Fig. 1 Etruscan Bronze Mirror of Chalchas the Seer Reading a Liver (Vatican: Gregorian Museum, Rome, cat # 12240)

Figure 2 Sheep’s liver in clay. 14.6 cm across. Old Babylonian, circa 1900-1600 BC.
Provenance: likely Sippar in modern southern Iraq. British Museum, London, Western Asia Collection # ME 92668
Introduction
Divination by interpreting livers in the ancient world from Mesopotamia to the Mediterranean and from the Bronze Age to the Classical world is a fascinating topic for study of religion, magic and science. Complicated long-term traditions governed haruspicy or hepatoscopy, i.e., liver interpretation or examination. One primary question to be asked is why was a liver used for divination and why a sheep’s liver, as this appears to be the most common organ used across many cultures and periods?

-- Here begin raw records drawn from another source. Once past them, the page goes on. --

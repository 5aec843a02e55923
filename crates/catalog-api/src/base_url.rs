//! Per-request public base URL.
//!
//! Self-links must point at the host the caller used. Behind a proxy that is
//! `X-Forwarded-Host`/`X-Forwarded-Proto`; otherwise the `Host` header; and
//! the configured public URL when neither is usable.

use std::convert::Infallible;

use axum::extract::FromRequestParts;
use axum::http::HeaderMap;
use axum::http::request::Parts;
use catalog_products::domain::links::BaseUrl;

use crate::state::AppState;

/// The caller's public base URL, resolved once per request.
#[derive(Debug, Clone)]
pub struct RequestBaseUrl(pub BaseUrl);

impl FromRequestParts<AppState> for RequestBaseUrl {
    type Rejection = Infallible;

    async fn from_request_parts(
        parts: &mut Parts,
        state: &AppState,
    ) -> Result<Self, Self::Rejection> {
        Ok(Self(resolve_base_url(&parts.headers, &state.public_base_url)))
    }
}

/// First non-empty, comma-separated value of a header.
fn first_value<'a>(headers: &'a HeaderMap, name: &str) -> Option<&'a str> {
    headers
        .get(name)
        .and_then(|v| v.to_str().ok())
        .and_then(|s| s.split(',').next())
        .map(str::trim)
        .filter(|s| !s.is_empty())
}

/// Resolve the base URL for a request from its headers, falling back to
/// `fallback`. Never modifies `fallback`.
#[must_use]
pub fn resolve_base_url(headers: &HeaderMap, fallback: &BaseUrl) -> BaseUrl {
    let Some(host) =
        first_value(headers, "x-forwarded-host").or_else(|| first_value(headers, "host"))
    else {
        return fallback.clone();
    };
    let scheme = first_value(headers, "x-forwarded-proto").unwrap_or_else(|| fallback.scheme());

    BaseUrl::from_parts(scheme, host).unwrap_or_else(|_| fallback.clone())
}

#[cfg(test)]
mod tests {
    use axum::http::HeaderValue;

    use super::*;

    fn fallback() -> BaseUrl {
        BaseUrl::parse("https://api.example.com").unwrap()
    }

    #[test]
    fn test_no_host_headers_uses_fallback() {
        let headers = HeaderMap::new();

        assert_eq!(resolve_base_url(&headers, &fallback()), fallback());
    }

    #[test]
    fn test_host_header_keeps_fallback_scheme() {
        let mut headers = HeaderMap::new();
        headers.insert("host", HeaderValue::from_static("localhost:3000"));

        let base = resolve_base_url(&headers, &fallback());

        assert_eq!(base.as_str(), "https://localhost:3000");
    }

    #[test]
    fn test_forwarded_headers_take_precedence() {
        let mut headers = HeaderMap::new();
        headers.insert("host", HeaderValue::from_static("10.0.0.5:3000"));
        headers.insert("x-forwarded-host", HeaderValue::from_static("shop.example.com, proxy.internal"));
        headers.insert("x-forwarded-proto", HeaderValue::from_static("http"));

        let base = resolve_base_url(&headers, &fallback());

        assert_eq!(base.as_str(), "http://shop.example.com");
    }

    #[test]
    fn test_unusable_forwarded_proto_falls_back() {
        let mut headers = HeaderMap::new();
        headers.insert("x-forwarded-host", HeaderValue::from_static("shop.example.com"));
        headers.insert("x-forwarded-proto", HeaderValue::from_static("gopher"));

        assert_eq!(resolve_base_url(&headers, &fallback()), fallback());
    }

    #[test]
    fn test_forwarded_host_with_path_falls_back() {
        let mut headers = HeaderMap::new();
        headers.insert("x-forwarded-host", HeaderValue::from_static("evil.example/phish"));

        assert_eq!(resolve_base_url(&headers, &fallback()), fallback());
    }

    #[test]
    fn test_forwarded_host_with_user_info_falls_back() {
        let mut headers = HeaderMap::new();
        headers.insert("x-forwarded-host", HeaderValue::from_static("user@evil.example"));

        assert_eq!(resolve_base_url(&headers, &fallback()), fallback());
    }

    #[test]
    fn test_host_with_extra_colons_falls_back() {
        let mut headers = HeaderMap::new();
        headers.insert("host", HeaderValue::from_static("a:b:c"));

        assert_eq!(resolve_base_url(&headers, &fallback()), fallback());
    }

    #[test]
    fn test_host_with_backslash_falls_back() {
        let mut headers = HeaderMap::new();
        headers.insert("host", HeaderValue::from_static("evil.example\\phish"));

        assert_eq!(resolve_base_url(&headers, &fallback()), fallback());
    }

    #[test]
    fn test_ipv6_host_is_kept() {
        let mut headers = HeaderMap::new();
        headers.insert("host", HeaderValue::from_static("[::1]:3000"));

        assert_eq!(resolve_base_url(&headers, &fallback()).as_str(), "https://[::1]:3000");
    }
}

Here are some tentative thoughts. 1) Although it is relative to how much wealth individuals might possess, sheep were more easily sacrificed as smaller animals than expensive cattle. 2) On sacrifice or autopsy, the sheep liver is very close to the abdominal surface, is centrally located (center right) and small enough to manipulate. 3) The natural smoothness of the liver makes any abnormality easy to identify (i.e. coarseness), a surface characteristic that makes the liver relatively easier to read than other organs. 4) The ancients viewed blood as the source of life. Given that the liver is composed of dense tissue full of blood, the ancients understood the liver as vital to life. Extrapolating from human life, a severe flesh-penetrating wound to that part of the abdomen was often quickly fatal, thus supporting their perception.